Manifesto For Tomorrow was an experimental youth engagement program that made participants the authors of their own declarations of beliefs, intentions and motifs. The program ran in the spring of 2017. I.C.E., the Art Gallery of New South Wales and an alliance of education partners developed and delivered a youth program of artistic research and interpretation, production and presentation that asserted individual and collective identities through the development of a two manifestos; one made by students from Auburn Girls High School and one by Granville Boys. Thereby, Manifesto for Tomorrow provided vulnerable and disenfranchised youth from Western Sydney access to resources to both study and produce alternative narratives of representation and identity.
The focus lay on Sydney Modern Project, the Gallery’s expansion project that will see the space transformed for art, live performance, film, learning, study and cultural experiences. Involved were Gallery staff and a select group of provocateurs from a range of disciplines to help students develop their own utopian vision for the future of the Gallery. The group was guided through a journey of investigation, idea generation and development. They were afforded unprecedented access to the building, and the plans for the Sydney Modern Project.
Significantly, Manifesto for Tomorrow simultaneously fostered constructive critique and engagement with the AGNSW. Using I.C.E.’s Mobile Digital Studio the program facilitated a comprehensive suite of creative development and production, skills development and training opportunities. At the completion of the program the groups’ manifestos were presented to high-ranking members of the gallery. In addition, both digital artifacts that were created as manifestos was presented to the board in January 2018.
The Process
The two-week program followed a three-step structure:
- information and research (days 1 – 5),
- exformation and data mapping (days 2 to 7), and
- creating and collaborating (days 6-10)
This set-up is typical for design thinking, integrated into participatory storytelling or community arts overlay.

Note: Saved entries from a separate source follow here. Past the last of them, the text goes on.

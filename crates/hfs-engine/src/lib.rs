//! HFSurf: height fields to clamped cubic B-spline surfaces and display meshes.
//!
//! The engine never talks to a host directly. It returns plain data and
//! drives host capabilities ([`GeometryKernel`], [`DisplayBackend`],
//! [`TransactionManager`]) that the caller injects.

pub mod api;
pub mod config;
pub mod pipeline;

pub use api::{generate_mesh_buffers, generate_patch_body_definition, generate_surface_descriptor};
pub use config::{EngineConfig, MeshConfig, SurfaceConfig};
pub use pipeline::{build_surface_body, mesh_toggle};

pub use hfs_core::{HfsError, Result, TransactionManager};
pub use hfs_geometry::{GeometryKernel, HeightField, HeightFunction, SamplingSpec, SurfaceDescriptor};
pub use hfs_mesh::{IndexBase, MeshBuffers, MeshOptions, NormalMode};
pub use hfs_render::{DisplayAction, DisplayBackend, Scene, ToggleController};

In short, the project exposed the students to four different examples of art manifestos of the 20th and 21st Century (Neen, Fluxus, Minnesota Declaration) as well as four different types of galleries (Maryland County Museum, Sammlung Boros, MoNA, and Sandham Memorial Chapel). Visiting two other galleries on day 3 gave students a physical introduction to a variety of museums, so that they could more critically compare their experience at the Art Gallery of new South Wales.

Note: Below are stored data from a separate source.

//! Show/hide toggle for a single tessellated height-field mesh.
//!
//! The controller is a two-state machine. From `Absent`, `invoke` tessellates
//! and materializes a mesh; from `Present`, it releases that mesh. It never
//! holds more than one mesh's worth of display resources.

use std::sync::{Mutex, MutexGuard};
use std::time::Instant;

use hfs_core::error::{HfsError, Result};
use hfs_geometry::{HeightField, SamplingSpec};
use hfs_mesh::{tessellate_height_field, MeshBuffers, MeshOptions};
use log::{info, warn};

use crate::display::DisplayBackend;

/// Whether display resources currently exist.
#[derive(Debug, Clone, Copy, PartialEq, Eq)]
pub enum ToggleState<H> {
    Absent,
    Present(H),
}

/// Outcome of one [`ToggleController::invoke`].
#[derive(Debug, Clone, PartialEq)]
pub enum DisplayAction<H> {
    /// A mesh was materialized under `handle`.
    Show { handle: H, mesh: MeshBuffers },
    /// The resources behind `handle` were released.
    Hide { handle: H },
}

pub struct ToggleController<B: DisplayBackend, F> {
    backend: B,
    field: F,
    spec: SamplingSpec,
    options: MeshOptions,
    name: String,
    state: ToggleState<B::Handle>,
}

impl<B, F> ToggleController<B, F>
where
    B: DisplayBackend,
    F: HeightField,
{
    pub fn new(backend: B, field: F, spec: SamplingSpec, options: MeshOptions) -> Self {
        Self {
            backend,
            field,
            spec,
            options,
            name: "height-field".to_string(),
            state: ToggleState::Absent,
        }
    }

    /// Name under which meshes are materialized.
    pub fn with_name(mut self, name: impl Into<String>) -> Self {
        self.name = name.into();
        self
    }

    pub fn state(&self) -> ToggleState<B::Handle> {
        self.state
    }

    pub fn is_present(&self) -> bool {
        matches!(self.state, ToggleState::Present(_))
    }

    pub fn backend(&self) -> &B {
        &self.backend
    }

    /// Toggle the mesh: show it when absent, hide it when present.
    ///
    /// A failed materialization leaves the controller `Absent`; a failed
    /// release leaves it `Present` with the same handle.
    pub fn invoke(&mut self) -> Result<DisplayAction<B::Handle>> {
        match self.state {
            ToggleState::Absent => self.show(),
            ToggleState::Present(handle) => self.hide(handle),
        }
    }

    /// Release any live resources; used when the host unloads.
    pub fn shutdown(&mut self) -> Result<()> {
        if let ToggleState::Present(handle) = self.state {
            self.hide(handle)?;
        }
        Ok(())
    }

    fn show(&mut self) -> Result<DisplayAction<B::Handle>> {
        let start = Instant::now();
        let mesh = tessellate_height_field(&self.spec, &self.field, &self.options)?;
        let tessellated = start.elapsed();

        let handle = self.backend.materialize(&self.name, &mesh).map_err(|err| {
            warn!("materializing '{}' failed: {}", self.name, err);
            err
        })?;
        self.state = ToggleState::Present(handle);
        self.backend.refresh();

        info!(
            "'{}': {} triangles, tessellation {:.3}s, display setup {:.3}s",
            self.name,
            mesh.triangle_count(),
            tessellated.as_secs_f64(),
            (start.elapsed() - tessellated).as_secs_f64()
        );
        Ok(DisplayAction::Show { handle, mesh })
    }

    fn hide(&mut self, handle: B::Handle) -> Result<DisplayAction<B::Handle>> {
        self.backend.release(handle).map_err(|err| {
            warn!("releasing '{}' ({:?}) failed: {}", self.name, handle, err);
            err
        })?;
        self.state = ToggleState::Absent;
        self.backend.refresh();
        info!("'{}': display resources released", self.name);
        Ok(DisplayAction::Hide { handle })
    }
}

/// A [`ToggleController`] behind a mutex, for hosts that may invoke it from
/// several threads.
pub struct SharedToggle<B: DisplayBackend, F> {
    inner: Mutex<ToggleController<B, F>>,
}

impl<B, F> SharedToggle<B, F>
where
    B: DisplayBackend,
    F: HeightField,
{
    pub fn new(controller: ToggleController<B, F>) -> Self {
        Self {
            inner: Mutex::new(controller),
        }
    }

    pub fn invoke(&self) -> Result<DisplayAction<B::Handle>> {
        self.lock()?.invoke()
    }

    pub fn state(&self) -> Result<ToggleState<B::Handle>> {
        Ok(self.lock()?.state())
    }

    pub fn shutdown(&self) -> Result<()> {
        self.lock()?.shutdown()
    }

    pub fn into_inner(self) -> Result<ToggleController<B, F>> {
        self.inner
            .into_inner()
            .map_err(|_| HfsError::InvalidOperation("toggle controller lock poisoned".into()))
    }

    fn lock(&self) -> Result<MutexGuard<'_, ToggleController<B, F>>> {
        self.inner
            .lock()
            .map_err(|_| HfsError::InvalidOperation("toggle controller lock poisoned".into()))
    }
}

The students’ manifesto statements were collaboratively researched, mapped, focused and formulated with the help of my role as a Lead Provocateur, meaning that I’d help students learn to research like an anthropologist, critically questioning, using all their senses, and sense-making when bringing information together. Artist Educators from AGNSW joined us each day in order to facilitate the co-creation of the artifact that contained the students manifesto statements.